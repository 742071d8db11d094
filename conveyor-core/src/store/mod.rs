//! Signed, atomically written persistence for feature and session records

mod backend;
mod registry;
mod signing;

use std::path::PathBuf;
use std::sync::Arc;

use tracing::{debug, info, warn};

pub use backend::{validate_id, FsBackend, MemoryBackend, Namespace, RecordKey, StorageBackend};
pub use registry::{ModuleEntry, ModuleRegistry};
pub use signing::{RecordSigner, SIGNATURE_FIELD};

use crate::model::{AgentResult, FeatureState, Phase, SessionState, SessionStatus};
use crate::{Error, Result};

/// Persistence for [`FeatureState`] and [`SessionState`] records
///
/// Every record is sealed with an HMAC on save and verified on load; a
/// record that fails verification is reported as [`Error::Corrupt`] and is
/// never returned. Cloning is cheap and shares the backend.
#[derive(Clone)]
pub struct StateStore {
    backend: Arc<dyn StorageBackend>,
    signer: RecordSigner,
}

impl std::fmt::Debug for StateStore {
    fn fmt(&self, f: &mut std::fmt::Formatter<'_>) -> std::fmt::Result {
        f.debug_struct("StateStore").finish_non_exhaustive()
    }
}

impl StateStore {
    /// Create a store over any backend
    pub fn new(backend: Arc<dyn StorageBackend>, signer: RecordSigner) -> Self {
        Self { backend, signer }
    }

    /// Create a store over JSON files under `root`
    pub fn open(root: impl Into<PathBuf>, signing_key: impl AsRef<[u8]>) -> Self {
        Self::new(
            Arc::new(FsBackend::new(root)),
            RecordSigner::new(signing_key),
        )
    }

    /// Create a store held entirely in memory
    pub fn in_memory(signing_key: impl AsRef<[u8]>) -> Self {
        Self::new(Arc::new(MemoryBackend::new()), RecordSigner::new(signing_key))
    }

    /// Access the raw backend (used for lock markers)
    pub fn backend(&self) -> &dyn StorageBackend {
        self.backend.as_ref()
    }

    /// Load a feature, or `None` if it has no record
    pub fn try_load(&self, feature_id: &str) -> Result<Option<FeatureState>> {
        validate_id(feature_id)?;
        let key = RecordKey::feature(feature_id);
        let Some(bytes) = self.backend.read(&key)? else {
            return Ok(None);
        };
        let state: FeatureState = self.signer.open(&key, &bytes)?;
        if state.feature_id != feature_id {
            return Err(Error::InvalidState {
                key: key.to_string(),
                reason: format!("record belongs to feature '{}'", state.feature_id),
            });
        }
        debug!(feature_id, phase = %state.phase, "Feature loaded");
        Ok(Some(state))
    }

    /// Load a feature
    pub fn load(&self, feature_id: &str) -> Result<FeatureState> {
        self.try_load(feature_id)?
            .ok_or_else(|| Error::FeatureNotFound(feature_id.to_string()))
    }

    /// Persist a feature (signed, atomic replace)
    pub fn save(&self, state: &FeatureState) -> Result<()> {
        validate_id(&state.feature_id)?;
        let key = RecordKey::feature(&state.feature_id);
        let bytes = self.signer.seal(&key, state)?;
        self.backend.write(&key, &bytes)?;
        debug!(feature_id = %state.feature_id, phase = %state.phase, "Feature saved");
        Ok(())
    }

    /// Create a new feature record; fails if one exists
    pub fn create_feature(&self, feature_id: &str, initial_phase: Phase) -> Result<FeatureState> {
        validate_id(feature_id)?;
        let state = FeatureState::new(feature_id, initial_phase);
        let key = RecordKey::feature(feature_id);
        let bytes = self.signer.seal(&key, &state)?;
        if !self.backend.create_new(&key, &bytes)? {
            return Err(Error::FeatureExists(feature_id.to_string()));
        }
        info!(feature_id, phase = %initial_phase, "Feature created");
        Ok(state)
    }

    /// Load, mutate and save a feature in one call
    pub fn update_feature<F>(&self, feature_id: &str, mutate: F) -> Result<FeatureState>
    where
        F: FnOnce(&mut FeatureState) -> Result<()>,
    {
        let mut state = self.load(feature_id)?;
        mutate(&mut state)?;
        self.save(&state)?;
        Ok(state)
    }

    /// Set a feature's phase without checking the transition table
    pub fn update_phase(&self, feature_id: &str, new_phase: Phase) -> Result<FeatureState> {
        self.update_feature(feature_id, |state| {
            let from = state.phase;
            state.set_phase(new_phase);
            info!(feature_id, from = %from, to = %new_phase, "Feature phase updated");
            Ok(())
        })
    }

    /// Set a feature's phase, rejecting moves the transition table forbids
    pub fn advance_phase(&self, feature_id: &str, new_phase: Phase) -> Result<FeatureState> {
        self.update_feature(feature_id, |state| {
            let from = state.phase;
            if !from.can_transition_to(&new_phase) {
                return Err(Error::InvalidTransition {
                    from: from.to_string(),
                    to: new_phase.to_string(),
                });
            }
            state.set_phase(new_phase);
            info!(feature_id, from = %from, to = %new_phase, "Feature phase advanced");
            Ok(())
        })
    }

    /// Accumulate spend against a phase
    pub fn add_cost(&self, feature_id: &str, phase: Phase, usd: f64) -> Result<FeatureState> {
        self.update_feature(feature_id, |state| state.add_cost(phase, usd))
    }

    /// Account for an agent run and advance the phase on pipeline success
    pub fn record_agent_result(
        &self,
        feature_id: &str,
        result: &AgentResult,
    ) -> Result<FeatureState> {
        self.update_feature(feature_id, |state| {
            let phase = state.phase;
            state.add_cost(phase, result.cost_usd)?;
            if !result.success {
                warn!(feature_id, phase = %phase, errors = ?result.errors, "Agent run failed");
                return Ok(());
            }
            if let Some(next) = phase.on_pipeline_success() {
                state.set_phase(next);
                info!(feature_id, from = %phase, to = %next, "Pipeline succeeded, phase advanced");
            }
            Ok(())
        })
    }

    /// Ids of every persisted feature, sorted
    pub fn list_features(&self) -> Result<Vec<String>> {
        Ok(self
            .backend
            .list(&Namespace::Features)?
            .into_iter()
            .filter_map(|key| match key {
                RecordKey::Feature(id) => Some(id),
                _ => None,
            })
            .collect())
    }

    /// Administrative removal of a feature with its sessions and locks
    pub fn delete_feature(&self, feature_id: &str) -> Result<bool> {
        validate_id(feature_id)?;
        let existed = self.backend.remove(&RecordKey::feature(feature_id))?;
        self.backend
            .remove_namespace(&Namespace::Sessions(feature_id.to_string()))?;
        self.backend
            .remove_namespace(&Namespace::Locks(feature_id.to_string()))?;
        if existed {
            warn!(feature_id, "Feature deleted");
        }
        Ok(existed)
    }

    fn open_session(&self, key: &RecordKey, bytes: &[u8]) -> Result<SessionState> {
        let session: SessionState = self.signer.open(key, bytes)?;
        if let RecordKey::Session {
            feature_id,
            session_id,
        } = key
        {
            if &session.feature_id != feature_id || &session.session_id != session_id {
                return Err(Error::InvalidState {
                    key: key.to_string(),
                    reason: "session record does not match its location".to_string(),
                });
            }
        }
        Ok(session)
    }

    /// Load a session by id
    pub fn load_session(&self, session_id: &str) -> Result<SessionState> {
        validate_id(session_id)?;
        for feature_id in self.list_features()? {
            let key = RecordKey::session(&feature_id, session_id);
            if let Some(bytes) = self.backend.read(&key)? {
                return self.open_session(&key, &bytes);
            }
        }
        Err(Error::SessionNotFound(session_id.to_string()))
    }

    /// Persist a session (signed, atomic replace)
    pub fn save_session(&self, session: &SessionState) -> Result<()> {
        validate_id(&session.feature_id)?;
        validate_id(&session.session_id)?;
        let key = RecordKey::session(&session.feature_id, &session.session_id);
        let bytes = self.signer.seal(&key, session)?;
        self.backend.write(&key, &bytes)?;
        debug!(
            session_id = %session.session_id,
            feature_id = %session.feature_id,
            status = %session.status,
            "Session saved"
        );
        Ok(())
    }

    /// Every session of a feature, oldest first
    pub fn list_sessions(&self, feature_id: &str) -> Result<Vec<SessionState>> {
        validate_id(feature_id)?;
        let mut sessions = Vec::new();
        for key in self
            .backend
            .list(&Namespace::Sessions(feature_id.to_string()))?
        {
            if let Some(bytes) = self.backend.read(&key)? {
                sessions.push(self.open_session(&key, &bytes)?);
            }
        }
        sessions.sort_by(|a, b| {
            a.started_at
                .cmp(&b.started_at)
                .then_with(|| a.session_id.cmp(&b.session_id))
        });
        Ok(sessions)
    }

    /// The session with status "active", if any
    pub fn get_active_session(&self, feature_id: &str) -> Result<Option<SessionState>> {
        let mut active: Vec<SessionState> = self
            .list_sessions(feature_id)?
            .into_iter()
            .filter(|s| s.status == SessionStatus::Active)
            .collect();
        if active.len() > 1 {
            warn!(
                feature_id,
                count = active.len(),
                "More than one active session; using the most recent"
            );
        }
        Ok(active.pop())
    }

    /// The most recently started session, if any
    pub fn get_latest_session(&self, feature_id: &str) -> Result<Option<SessionState>> {
        Ok(self.list_sessions(feature_id)?.pop())
    }

    /// Files and symbols produced by the feature's DONE tasks
    pub fn get_module_registry(&self, feature_id: &str) -> Result<ModuleRegistry> {
        Ok(ModuleRegistry::build(&self.load(feature_id)?))
    }
}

→ Exercise instructions
Give solely the number of lines in the data that contain the string "ModuleRegistry".

→ Solution for this problem
3